BEGIN

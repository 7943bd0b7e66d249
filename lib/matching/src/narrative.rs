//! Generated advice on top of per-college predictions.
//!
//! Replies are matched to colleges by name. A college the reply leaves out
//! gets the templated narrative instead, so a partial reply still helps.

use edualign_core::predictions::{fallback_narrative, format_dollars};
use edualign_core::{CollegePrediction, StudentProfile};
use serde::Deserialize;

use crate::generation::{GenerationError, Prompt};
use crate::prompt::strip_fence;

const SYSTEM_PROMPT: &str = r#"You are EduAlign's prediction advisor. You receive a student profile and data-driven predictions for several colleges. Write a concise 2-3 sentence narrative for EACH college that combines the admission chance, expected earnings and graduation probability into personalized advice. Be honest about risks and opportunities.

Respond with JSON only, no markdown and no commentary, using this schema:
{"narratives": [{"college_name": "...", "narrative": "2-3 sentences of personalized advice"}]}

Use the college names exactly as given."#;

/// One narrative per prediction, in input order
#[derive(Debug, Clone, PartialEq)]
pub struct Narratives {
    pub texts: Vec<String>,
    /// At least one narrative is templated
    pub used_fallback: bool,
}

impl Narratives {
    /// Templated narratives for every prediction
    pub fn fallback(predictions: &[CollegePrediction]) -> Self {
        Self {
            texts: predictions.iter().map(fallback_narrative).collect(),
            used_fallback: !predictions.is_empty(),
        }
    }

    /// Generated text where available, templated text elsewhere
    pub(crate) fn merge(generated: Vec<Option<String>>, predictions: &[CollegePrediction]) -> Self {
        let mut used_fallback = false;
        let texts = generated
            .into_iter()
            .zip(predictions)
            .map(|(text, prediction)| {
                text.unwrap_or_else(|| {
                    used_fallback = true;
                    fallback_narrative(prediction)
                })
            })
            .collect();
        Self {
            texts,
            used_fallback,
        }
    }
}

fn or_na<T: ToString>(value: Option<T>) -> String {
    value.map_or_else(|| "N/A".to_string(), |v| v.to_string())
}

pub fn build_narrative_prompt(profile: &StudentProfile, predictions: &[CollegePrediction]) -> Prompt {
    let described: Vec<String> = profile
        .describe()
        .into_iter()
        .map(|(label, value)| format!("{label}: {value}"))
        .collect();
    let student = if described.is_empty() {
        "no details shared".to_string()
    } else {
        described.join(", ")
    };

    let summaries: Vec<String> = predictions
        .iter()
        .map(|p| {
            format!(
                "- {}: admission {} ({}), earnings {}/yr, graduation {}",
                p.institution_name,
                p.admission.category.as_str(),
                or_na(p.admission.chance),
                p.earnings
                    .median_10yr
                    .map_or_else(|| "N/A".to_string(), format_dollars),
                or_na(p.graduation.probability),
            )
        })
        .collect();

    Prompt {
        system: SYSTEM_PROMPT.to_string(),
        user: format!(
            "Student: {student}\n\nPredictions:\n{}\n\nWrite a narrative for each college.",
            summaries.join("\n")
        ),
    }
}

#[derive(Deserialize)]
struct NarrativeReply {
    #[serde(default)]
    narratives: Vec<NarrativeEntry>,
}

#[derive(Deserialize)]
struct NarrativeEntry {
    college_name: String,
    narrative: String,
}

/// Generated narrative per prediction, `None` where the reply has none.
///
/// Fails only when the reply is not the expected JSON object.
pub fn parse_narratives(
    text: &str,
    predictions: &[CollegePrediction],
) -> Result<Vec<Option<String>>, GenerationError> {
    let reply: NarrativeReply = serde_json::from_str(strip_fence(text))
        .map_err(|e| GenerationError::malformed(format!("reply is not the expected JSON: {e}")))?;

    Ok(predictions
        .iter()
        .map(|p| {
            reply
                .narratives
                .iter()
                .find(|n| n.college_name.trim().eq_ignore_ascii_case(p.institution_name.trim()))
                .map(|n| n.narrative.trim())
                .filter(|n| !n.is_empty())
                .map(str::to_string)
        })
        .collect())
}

END
BEGIN

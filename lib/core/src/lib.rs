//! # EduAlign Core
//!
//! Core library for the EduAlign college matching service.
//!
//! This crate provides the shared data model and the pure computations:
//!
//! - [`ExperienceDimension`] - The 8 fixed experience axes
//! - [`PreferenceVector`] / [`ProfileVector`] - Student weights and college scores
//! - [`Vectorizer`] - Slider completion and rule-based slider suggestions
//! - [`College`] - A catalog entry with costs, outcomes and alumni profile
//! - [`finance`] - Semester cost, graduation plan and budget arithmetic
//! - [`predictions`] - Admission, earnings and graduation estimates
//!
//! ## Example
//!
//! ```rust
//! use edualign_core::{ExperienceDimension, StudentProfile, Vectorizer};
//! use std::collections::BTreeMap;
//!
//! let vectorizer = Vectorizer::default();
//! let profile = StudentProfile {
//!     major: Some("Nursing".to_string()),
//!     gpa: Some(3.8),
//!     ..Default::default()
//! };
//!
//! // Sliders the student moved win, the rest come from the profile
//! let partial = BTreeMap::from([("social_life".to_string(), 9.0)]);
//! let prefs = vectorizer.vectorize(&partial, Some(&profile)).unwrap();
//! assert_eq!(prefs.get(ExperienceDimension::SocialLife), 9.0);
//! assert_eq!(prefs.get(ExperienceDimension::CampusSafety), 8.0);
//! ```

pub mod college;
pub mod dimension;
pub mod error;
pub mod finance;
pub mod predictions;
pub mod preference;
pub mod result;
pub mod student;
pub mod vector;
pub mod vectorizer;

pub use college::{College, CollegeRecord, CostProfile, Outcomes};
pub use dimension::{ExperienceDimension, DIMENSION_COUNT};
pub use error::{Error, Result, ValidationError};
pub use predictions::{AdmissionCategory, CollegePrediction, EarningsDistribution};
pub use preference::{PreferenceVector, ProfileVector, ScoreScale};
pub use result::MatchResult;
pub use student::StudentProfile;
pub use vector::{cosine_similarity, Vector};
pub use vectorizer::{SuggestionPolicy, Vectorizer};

END

§ **Exercise**
Copy the records above exactly, beginning at the line that contains "repository 7943bd0b7e66d249" and stopping after the line that contains "use crate::prompt::strip_fence;".

§ **Solved exercise**
repository 7943bd0b7e66d249
filename lib/matching/src/narrative.rs
//! Generated advice on top of per-college predictions.
//!
//! Replies are matched to colleges by name. A college the reply leaves out
//! gets the templated narrative instead, so a partial reply still helps.

use edualign_core::predictions::{fallback_narrative, format_dollars};
use edualign_core::{CollegePrediction, StudentProfile};
use serde::Deserialize;

use crate::generation::{GenerationError, Prompt};
use crate::prompt::strip_fence;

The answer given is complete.